The SDK comprises two interacting parties: the Client (initiator) and the Server (responder). The core component is a Session object that manages the handshake process and facilitates message encryption/decryption upon successful handshake completion. The Session object functions as a state machine, offering read and write functions for data messages and put_incoming_message/get_outgoing_message functions for protocol messages that can be passed to the transport layer.

The underlying implementation involves the AttestationProvider and Handshaker objects, which manage attestation and produce the session encryption key, respectively. The newly created session is bound to the supplied attested evidence using the handshake transcript hash and the public key that is included in the evidence by SessionBinder and then verified by the SessionBindingVerifier. Only after the bindings are verified the session becomes open and ready for communication. Once that happens, the Encryptor object handles the encryption and decryption of application messages.

To sum it up, the steps to establish the communication channel are:

• Exchange of the attested evidence and its verification
• Noise Protocol handshake
• Binding the session handshake transcript to the attested evidence
• Session is open for secure communication

Key Features

• Attestation Verification: The library retains attestation verification for authentication, establishing the responder's identity and optionally the initiator's identity through attestation. Attestation can be hardware rooted or be based on some trusted certification authority.
• Noise Handshake: We rely on the Noise protocol framework to perform the handshake and establish a secure communication channel between parties. A number of Noise Patterns are supported.
• Attestation-to-Handshake Binding: Each party signs the handshake transcript hash with the application keyset to bind the attestation to the session.
• Support for unreliable transport: The implementation can be adapted to handle unstable connections (e.g., UDP) by incorporating sequence numbers, nonce customization, and message duplication prevention mechanisms.

Getting Started

To use this library, follow these steps:

• Create a Config object specifying the desired features of the session
  • Pick the attestation type (Unidirectional or Bidirectional)
  • Add attesters and attestation verifiers
  • Pick the desired Noise handshake pattern
• Use the configuration to create a Session object (ClientSession for the initiator of the connection, ServerSession for the responder)
• Use get_outgoing_message and put_incoming_message to exchange the attested evidence and handshake messages until the session becomes open
• Once is_open becomes true, the session is ready for use.
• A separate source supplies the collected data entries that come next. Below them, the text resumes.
//! # Table Reader
//!
//! Decodes a `.dbf` byte image into a locked [`Table`]. The parse is
//! literal: header first, then the descriptor walk until the `0x0D`
//! terminator, then fixed-width record slices until the declared record
//! count or the EOF marker.
//!
//! Memo-bearing fields decode to their ten-digit block index; resolving
//! the payload is a separate step against the `.dbt` image (see
//! [`crate::dbt::read_memo`]).

use super::{
    FieldDescriptor, TableHeader, DESCRIPTOR_SIZE, DESCRIPTOR_TERMINATOR, EOF_MARKER, HEADER_SIZE,
    RECORD_DELETED, RECORD_LIVE,
};
use tracing::debug;

use crate::encoding::{read_f64_le, read_u32_le};
use crate::error::ReadError;
use crate::table::Table;
use crate::types::{Column, ColumnType, TextEncoding};

/// `.dbf` image parser.
#[derive(Debug, Clone, Copy, Default)]
pub struct Reader {
    encoding: TextEncoding,
}

impl Reader {
    pub fn new() -> Self {
        Self::default()
    }

    /// Selects the text encoding applied to ASCII-class field payloads.
    pub fn with_encoding(encoding: TextEncoding) -> Self {
        Self { encoding }
    }

    /// Parses a complete `.dbf` byte image into a locked table.
    pub fn read(&self, bytes: &[u8]) -> Result<Table, ReadError> {
        let header = TableHeader::from_bytes(bytes)?;

        let (columns, record_start) = self.read_descriptors(bytes)?;
        let record_len =
            1 + columns.iter().map(|c| c.width() as usize).sum::<usize>();
        if record_len != header.record_len() as usize {
            return Err(ReadError::RecordLengthMismatch {
                described: record_len,
                declared: header.record_len() as usize,
            });
        }

        if bytes.last() != Some(&EOF_MARKER) {
            return Err(ReadError::MissingEofMarker);
        }
        let area = bytes.len() - 1 - record_start;
        if area % record_len != 0 {
            return Err(ReadError::RecordAreaMisaligned { area, record_len });
        }

        let available = area / record_len;
        let count = available.min(header.record_count() as usize);

        let mut rows = Vec::new();
        let mut deleted_rows = Vec::new();
        for slot in bytes[record_start..record_start + count * record_len].chunks_exact(record_len)
        {
            let values = self.decode_record(&columns, &slot[1..])?;
            match slot[0] {
                RECORD_LIVE => rows.push(values),
                RECORD_DELETED => deleted_rows.push(values),
                marker => return Err(ReadError::InvalidRecordMarker { marker }),
            }
        }

        debug!(
            columns = columns.len(),
            live = rows.len(),
            deleted = deleted_rows.len(),
            "decoded table image"
        );
        Ok(Table::from_decoded(columns, rows, deleted_rows))
    }

    /// Walks the descriptor array; returns the columns and the offset of
    /// the first record, one past the `0x0D` terminator.
    fn read_descriptors(&self, bytes: &[u8]) -> Result<(Vec<Column>, usize), ReadError> {
        let mut columns = Vec::new();
        let mut offset = HEADER_SIZE;
        loop {
            let &first = bytes.get(offset).ok_or(ReadError::Truncated {
                len: bytes.len(),
                expected: offset + 1,
            })?;
            if first == DESCRIPTOR_TERMINATOR {
                return Ok((columns, offset + 1));
            }

            let slot = bytes
                .get(offset..offset + DESCRIPTOR_SIZE)
                .ok_or(ReadError::Truncated {
                    len: bytes.len(),
                    expected: offset + DESCRIPTOR_SIZE,
                })?;
            let descriptor = FieldDescriptor::from_bytes(slot)?;
            let column_type = ColumnType::try_from(descriptor.field_type())?;
            columns.push(Column::from_descriptor(
                descriptor.name()?,
                column_type,
                descriptor.length(),
            ));
            offset += DESCRIPTOR_SIZE;
        }
    }

    fn decode_record(
        &self,
        columns: &[Column],
        fields: &[u8],
    ) -> Result<Vec<String>, ReadError> {
        let mut values = Vec::with_capacity(columns.len());
        let mut offset = 0;
        for column in columns {
            let width = column.width() as usize;
            let field = &fields[offset..offset + width];
            values.push(self.decode_field(column.column_type(), field)?);
            offset += width;
        }
        Ok(values)
    }

    fn decode_field(&self, column_type: ColumnType, field: &[u8]) -> Result<String, ReadError> {
        let short = |expected: usize| ReadError::Truncated {
            len: field.len(),
            expected,
        };

        Ok(match column_type {
            // Stored as signed, surfaced as unsigned: values >= 2^31 do
            // not round-trip through the writer's i32 parse.
            ColumnType::Long | ColumnType::Autoincrement => {
                read_u32_le(field, 0).ok_or_else(|| short(4))?.to_string()
            }
            ColumnType::Double => read_f64_le(field, 0).ok_or_else(|| short(8))?.to_string(),
            ColumnType::Timestamp => {
                let days = read_u32_le(field, 0).ok_or_else(|| short(4))?;
                let ms = read_u32_le(field, 4).ok_or_else(|| short(8))?;
                format!("{days} {ms}")
            }
            // ASCII-class fields keep their raw width, trailing NULs
            // included; callers trim if they want the bare value.
            _ => self.encoding.decode(field),
        })
    }
}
You can use read and write for plaintext messages and exchange the encrypted messages returned by get_outgoing_message over the transport layer.

Customizations

Support for static pre-exchanged keys

If one or both parties posess a static key where the public component is known by its peer (perhaps through the use of PKI), it is possible to use it in the handshake by picking a Noise NK or KK scheme.

Support for custome encryptors

The default OrderedChannelEncryptor includes consecutive nonces in the encrypted messages and so protects from replay, reorder and packet drop attacks. This presumes that the order of the messages is preserved by the communication channel. To support use cases where this is infeasible we allow picking a different encryptor or implementing your own. It is important in this case that the user of the SDK implements alternative measures to protect from network attacks.

Support for attestation caching

While the primitives that we provide assume that attestation will be exchanged and verified separately for each established session, it is possible to optimize this step by implementing your own AttestationVerifier and, optionally, Attester to cache the accepted attestation.